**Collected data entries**
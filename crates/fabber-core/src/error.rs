//! Error types for the fabber engine.
//!
//! This module provides comprehensive error handling using [`thiserror`] for
//! automatic `Display` and `Error` trait implementations.
//!
//! # Error Hierarchy
//!
//! - [`FabberError`]: top-level error type covering option handling, data
//!   loading, dimension checks, and numerical failures
//! - [`FabberResult`]: convenient `Result` alias using `FabberError`
//!
//! Option and data errors abort a run before any voxel work begins.
//! Numerical errors inside a voxel update are recoverable at run level: the
//! voxel is marked failed, logged with its coordinates, and the run
//! continues (exiting non-zero at the end).

use std::path::PathBuf;
use thiserror::Error;

/// A specialized `Result` type for fabber operations.
pub type FabberResult<T> = Result<T, FabberError>;

/// Top-level error type for the fabber engine.
#[derive(Error, Debug)]
#[non_exhaustive]
pub enum FabberError {
    /// An option was given an unknown key, wrong type, or forbidden value
    #[error("Invalid option value: --{key}={value} ({reason})")]
    InvalidOption {
        /// The offending option key
        key: String,
        /// The offending value as supplied
        value: String,
        /// Why the value was rejected
        reason: String,
    },

    /// A required option was not supplied
    #[error("Missing mandatory option: --{key}")]
    MissingOption {
        /// The key that was required
        key: String,
    },

    /// Voxel data was requested under a key that has no data attached
    #[error("Data not found: {key}")]
    DataNotFound {
        /// The data key (option name or filename)
        key: String,
    },

    /// A data file existed but could not be loaded or was malformed
    #[error("Failed to load data from '{path}': {reason}")]
    DataLoad {
        /// Path of the file being loaded
        path: PathBuf,
        /// Why loading failed
        reason: String,
    },

    /// Mismatch between mask, data, coordinates, or model dimensions
    #[error("Dimension mismatch in {context}: expected {expected}, got {actual}")]
    DimensionMismatch {
        /// What was being checked
        context: String,
        /// Expected dimension description
        expected: String,
        /// Actual dimension description
        actual: String,
    },

    /// A numerical operation failed (non-SPD covariance, Cholesky failure,
    /// search divergence)
    #[error("Numerical failure: {context}")]
    Numerical {
        /// Description of the failing computation
        context: String,
    },

    /// A per-voxel update failed; carries the voxel index and coordinates
    #[error("Voxel {voxel} at ({x}, {y}, {z}) failed: {cause}")]
    VoxelFailed {
        /// Flat voxel index
        voxel: usize,
        /// Lattice x coordinate
        x: i32,
        /// Lattice y coordinate
        y: i32,
        /// Lattice z coordinate
        z: i32,
        /// Underlying cause
        cause: String,
    },

    /// Internal assertion breach (should not happen in normal operation)
    #[error("Internal error: {message}")]
    Internal {
        /// Description of the internal error
        message: String,
    },

    /// An underlying I/O error
    #[error("I/O error: {0}")]
    Io(#[from] std::io::Error),

    /// JSON (de)serialization error
    #[error("JSON error: {0}")]
    Json(#[from] serde_json::Error),
}

impl FabberError {
    /// Creates a new invalid-option error.
    #[must_use]
    pub fn invalid_option(
        key: impl Into<String>,
        value: impl Into<String>,
        reason: impl Into<String>,
    ) -> Self {
        Self::InvalidOption {
            key: key.into(),
            value: value.into(),
            reason: reason.into(),
        }
    }

    /// Creates a new missing-option error.
    #[must_use]
    pub fn missing_option(key: impl Into<String>) -> Self {
        Self::MissingOption { key: key.into() }
    }

    /// Creates a new data-not-found error.
    #[must_use]
    pub fn data_not_found(key: impl Into<String>) -> Self {
        Self::DataNotFound { key: key.into() }
    }

    /// Creates a new data-load error.
    #[must_use]
    pub fn data_load(path: impl Into<PathBuf>, reason: impl Into<String>) -> Self {
        Self::DataLoad {
            path: path.into(),
            reason: reason.into(),
        }
    }

    /// Creates a new dimension-mismatch error.
    #[must_use]
    pub fn dimension_mismatch(
        context: impl Into<String>,
        expected: impl Into<String>,
        actual: impl Into<String>,
    ) -> Self {
        Self::DimensionMismatch {
            context: context.into(),
            expected: expected.into(),
            actual: actual.into(),
        }
    }

    /// Creates a new numerical error.
    #[must_use]
    pub fn numerical(context: impl Into<String>) -> Self {
        Self::Numerical {
            context: context.into(),
        }
    }

    /// Creates a new internal error.
    #[must_use]
    pub fn internal(message: impl Into<String>) -> Self {
        Self::Internal {
            message: message.into(),
        }
    }

    /// Returns `true` if this error can be contained to a single voxel.
    ///
    /// Numerical failures mark the voxel as failed and let the sweep
    /// continue; everything else aborts the run.
    #[must_use]
    pub fn is_voxel_recoverable(&self) -> bool {
        matches!(
            self,
            Self::Numerical { .. } | Self::VoxelFailed { .. }
        )
    }
}

#[cfg(test)]
mod tests {
    use super::*;

    #[test]
    fn test_invalid_option_display() {
        let err = FabberError::invalid_option("spatial-dims", "7", "must be 0, 1, 2 or 3");
        let msg = err.to_string();
        assert!(msg.contains("--spatial-dims=7"));
        assert!(msg.contains("must be 0, 1, 2 or 3"));
    }

    #[test]
    fn test_voxel_failure_carries_coordinates() {
        let err = FabberError::VoxelFailed {
            voxel: 42,
            x: 1,
            y: 2,
            z: 3,
            cause: "covariance not positive definite".into(),
        };
        let msg = err.to_string();
        assert!(msg.contains("(1, 2, 3)"));
        assert!(msg.contains("not positive definite"));
    }

    #[test]
    fn test_recoverability_policy() {
        assert!(FabberError::numerical("cholesky failed").is_voxel_recoverable());
        assert!(!FabberError::missing_option("data").is_voxel_recoverable());
        assert!(!FabberError::data_not_found("mask").is_voxel_recoverable());
    }
}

**What needs to be done**
Could you restate word for word the lines above, from the one that contains "option handling, data" through the one that contains "#[derive(Error, Debug)]", and no others?

**Task output**
//! - [`FabberError`]: top-level error type covering option handling, data
//!   loading, dimension checks, and numerical failures
//! - [`FabberResult`]: convenient `Result` alias using `FabberError`
//!
//! Option and data errors abort a run before any voxel work begins.
//! Numerical errors inside a voxel update are recoverable at run level: the
//! voxel is marked failed, logged with its coordinates, and the run
//! continues (exiting non-zero at the end).

use std::path::PathBuf;
use thiserror::Error;

/// A specialized `Result` type for fabber operations.
pub type FabberResult<T> = Result<T, FabberError>;

/// Top-level error type for the fabber engine.
#[derive(Error, Debug)]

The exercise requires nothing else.